◆ What needs to be done
The word "handlers" marks the lines to copy; find all of them in the entries below.

Dataset entries
//! Subcommands of the `cumatch` binary.

use clap::{Args, Subcommand};

/// Output options shared by commands that produce a match.
#[derive(Debug, Clone, Default, Args)]
pub struct OutputArgs {
    /// Print the result as JSON
    #[arg(long)]
    pub json: bool,

    /// Copy the pip command to the clipboard
    #[arg(long)]
    pub copy: bool,

    /// Extra package to append to the pip command (repeatable)
    #[arg(long = "extra", value_name = "PKG")]
    pub extras: Vec<String>,

    /// Include NVIDIA GPU status in the output
    #[arg(long = "gpu-info")]
    pub gpu_info: bool,
}

/// Available commands.
#[derive(Debug, Subcommand)]
pub enum Commands {
    /// Start the interactive prompt (default)
    Interactive,

    /// Resolve a CUDA version such as 11.8
    Match {
        /// CUDA version in major.minor form
        version: String,

        #[command(flatten)]
        output: OutputArgs,
    },

    /// Detect the local CUDA version and resolve it
    Auto {
        #[command(flatten)]
        output: OutputArgs,
    },

    /// Detect the local CUDA version
    Detect {
        /// Print the detection result as JSON
        #[arg(long)]
        json: bool,
    },

    /// List the effective version table
    Table {
        /// Print the table as a JSON document
        #[arg(long)]
        json: bool,
    },

    /// Show NVIDIA GPU status
    Gpu,
}
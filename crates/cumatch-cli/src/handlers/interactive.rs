//! Interactive prompt.
//!
//! Every failure (bad input, no mapping, detection failure, clipboard
//! failure, unreadable input) is reported and the prompt is shown again.
//! Only `q`, closing stdin or repeated read errors end the session.

use std::io::{self, BufRead};

use anyhow::Result;

use crate::bootstrap::CliContext;
use crate::presentation::render_summary;
use crate::utils::input::{prompt_confirmation, prompt_line};

use super::output;

const MENU: &str = "\nSelect an option:\n  1) Enter CUDA version manually\n  2) Auto-detect CUDA version\n  q) Quit";

/// Consecutive read errors after which the session ends.
const MAX_READ_FAILURES: u32 = 3;

enum Answer {
    Line(String),
    Retry,
    Closed,
}

/// Read one answer. Read errors are reported and turn into a retry until
/// too many happen in a row.
fn read_answer<R: BufRead>(input: &mut R, prompt: &str, failures: &mut u32) -> Answer {
    match prompt_line(input, prompt) {
        Ok(Some(line)) => {
            *failures = 0;
            Answer::Line(line)
        }
        Ok(None) => Answer::Closed,
        Err(err) => {
            *failures += 1;
            eprintln!("Error: {err:#}");
            if *failures >= MAX_READ_FAILURES {
                eprintln!("Too many input errors, leaving.");
                Answer::Closed
            } else {
                Answer::Retry
            }
        }
    }
}

/// Run the interactive prompt on stdin.
pub async fn execute(ctx: &CliContext) -> Result<()> {
    let stdin = io::stdin();
    let mut input = stdin.lock();
    run(ctx, &mut input).await;
    Ok(())
}

/// Run the prompt on `input`, returning how many matches were shown.
///
/// Ends on `q` or when `input` is closed.
pub async fn run<R: BufRead>(ctx: &CliContext, input: &mut R) -> usize {
    println!("cumatch: find PyTorch packages for your CUDA version");
    let mut shown = 0;
    let mut failures = 0;

    loop {
        println!("{MENU}");
        let choice = match read_answer(input, "Choice", &mut failures) {
            Answer::Line(choice) => choice,
            Answer::Retry => continue,
            Answer::Closed => break,
        };

        let outcome = match choice.to_lowercase().as_str() {
            "1" => match read_answer(input, "CUDA version (e.g. 11.8)", &mut failures) {
                Answer::Line(version) => ctx.matcher.match_version(&version, None),
                Answer::Retry => continue,
                Answer::Closed => break,
            },
            "2" => {
                let detection = ctx.detector.detect().await;
                if let Some(version) = &detection.version {
                    println!("Detected CUDA {version} via {}", detection.source);
                }
                ctx.matcher.match_detection(&detection)
            }
            "q" | "quit" | "exit" => break,
            "" => continue,
            other => {
                eprintln!("Unknown option '{other}'");
                continue;
            }
        };

        match outcome {
            Ok(result) => {
                shown += 1;
                println!("\n{}\n", render_summary(&result));
                match prompt_confirmation(input, "Copy pip command to clipboard?") {
                    Ok(true) => {
                        output::copy_pip_command(ctx, &result);
                    }
                    Ok(false) => {}
                    Err(err) => {
                        failures += 1;
                        eprintln!("Error: {err:#}");
                    }
                }
            }
            Err(err) => eprintln!("Error: {err}"),
        }
    }

    println!("Bye.");
    shown
}
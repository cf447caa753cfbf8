//! `cumatch auto`: detect, then match.

use anyhow::Result;

use crate::bootstrap::CliContext;
use crate::commands::OutputArgs;

use super::output;

/// Detect the local CUDA version and print the matching packages.
///
/// # Errors
///
/// Fails with `MatchError::DetectionFailed` when no strategy found a
/// version, or with the usual match errors for the detected version.
pub async fn execute(ctx: &CliContext, args: &OutputArgs) -> Result<()> {
    let detection = ctx.detector.detect().await;
    if let Some(version) = &detection.version {
        eprintln!("Detected CUDA {version} via {}", detection.source);
    }

    let result = ctx
        .matcher_with_extras(&args.extras)
        .match_detection(&detection)?;
    output::emit(ctx, result, args).await
}
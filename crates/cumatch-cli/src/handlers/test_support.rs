//! Fakes for handler tests.

use std::sync::{Arc, Mutex};

use async_trait::async_trait;
use cumatch_core::{
    ClipboardError, ClipboardPort, CudaDetector, DetectionResult, MatchService, PipOptions,
    Settings, VersionEntry, VersionTable, VersionsFileResolution, VersionsFileSource,
};

use crate::bootstrap::CliContext;

/// Detector returning a fixed result.
pub(crate) struct FixedDetector(pub DetectionResult);

#[async_trait]
impl CudaDetector for FixedDetector {
    async fn detect(&self) -> DetectionResult {
        self.0.clone()
    }
}

/// Clipboard recording copied text in memory.
#[derive(Default)]
pub(crate) struct MemoryClipboard {
    copied: Mutex<Vec<String>>,
    fail: bool,
}

impl MemoryClipboard {
    pub(crate) fn failing() -> Self {
        Self {
            copied: Mutex::default(),
            fail: true,
        }
    }

    pub(crate) fn copied(&self) -> Vec<String> {
        self.copied.lock().unwrap().clone()
    }
}

impl ClipboardPort for MemoryClipboard {
    fn copy(&self, text: &str) -> Result<String, ClipboardError> {
        if self.fail {
            return Err(ClipboardError::Unavailable {
                tried: vec!["memory".to_string()],
            });
        }
        self.copied.lock().unwrap().push(text.to_string());
        Ok("memory".to_string())
    }
}

/// Context over a two-entry table with the given fakes.
pub(crate) fn context(detection: DetectionResult, clipboard: Arc<MemoryClipboard>) -> CliContext {
    let table = VersionTable::from_entries([
        (
            "11.8",
            VersionEntry::new("2.2.0", "0.15.2", "2.2.2").with_tag("cu118"),
        ),
        (
            "12.1",
            VersionEntry::new("2.2.2", "0.17.2", "2.2.2").with_tag("cu121"),
        ),
    ])
    .unwrap();

    CliContext {
        settings: Settings::default(),
        matcher: MatchService::new(Arc::new(table), PipOptions::default()),
        detector: Arc::new(FixedDetector(detection)),
        clipboard,
        table_file: VersionsFileResolution {
            path: None,
            source: VersionsFileSource::BuiltIn,
        },
    }
}
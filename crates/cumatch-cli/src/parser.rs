//! Main CLI parser and top-level argument handling.
//!
//! Every global option can also be set through a `CUMATCH_*` environment
//! variable or a `.env` file.

use std::path::PathBuf;

use clap::Parser;
use cumatch_core::{DEFAULT_DETECT_TIMEOUT_SECS, DEFAULT_INDEX_URL, DEFAULT_PYTHON, Settings};

use crate::commands::Commands;

/// Match a CUDA version to compatible PyTorch packages.
///
/// Without a subcommand the interactive prompt is started.
#[derive(Debug, Parser)]
#[command(name = "cumatch")]
#[command(about = "Find PyTorch, torchvision and torchaudio versions for a CUDA version")]
#[command(version)]
pub struct Cli {
    /// Version table JSON file to use instead of the default lookup
    #[arg(long = "versions-file", env = "CUMATCH_VERSIONS_FILE", global = true)]
    pub versions_file: Option<PathBuf>,

    /// Timeout in seconds for each detection tool
    #[arg(
        long,
        env = "CUMATCH_DETECT_TIMEOUT",
        default_value_t = DEFAULT_DETECT_TIMEOUT_SECS,
        global = true
    )]
    pub timeout: f64,

    /// Python interpreter used to inspect an installed torch
    #[arg(long, env = "CUMATCH_PYTHON", default_value = DEFAULT_PYTHON, global = true)]
    pub python: String,

    /// Base URL of the PyTorch wheel index
    #[arg(long = "index-url", env = "CUMATCH_INDEX_URL", default_value = DEFAULT_INDEX_URL, global = true)]
    pub index_url: String,

    /// Enable verbose/debug output
    #[arg(short = 'v', long = "verbose", global = true)]
    pub verbose: bool,

    #[command(subcommand)]
    pub command: Option<Commands>,
}

impl Cli {
    /// Settings assembled from the global options.
    pub fn settings(&self) -> Settings {
        Settings {
            versions_file: self.versions_file.clone(),
            detect_timeout_secs: self.timeout,
            python: self.python.clone(),
            index_url: self.index_url.clone(),
        }
    }
}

◆ Answer area
filename crates/cumatch-cli/src/handlers/interactive.rs
filename crates/cumatch-cli/src/handlers/test_support.rs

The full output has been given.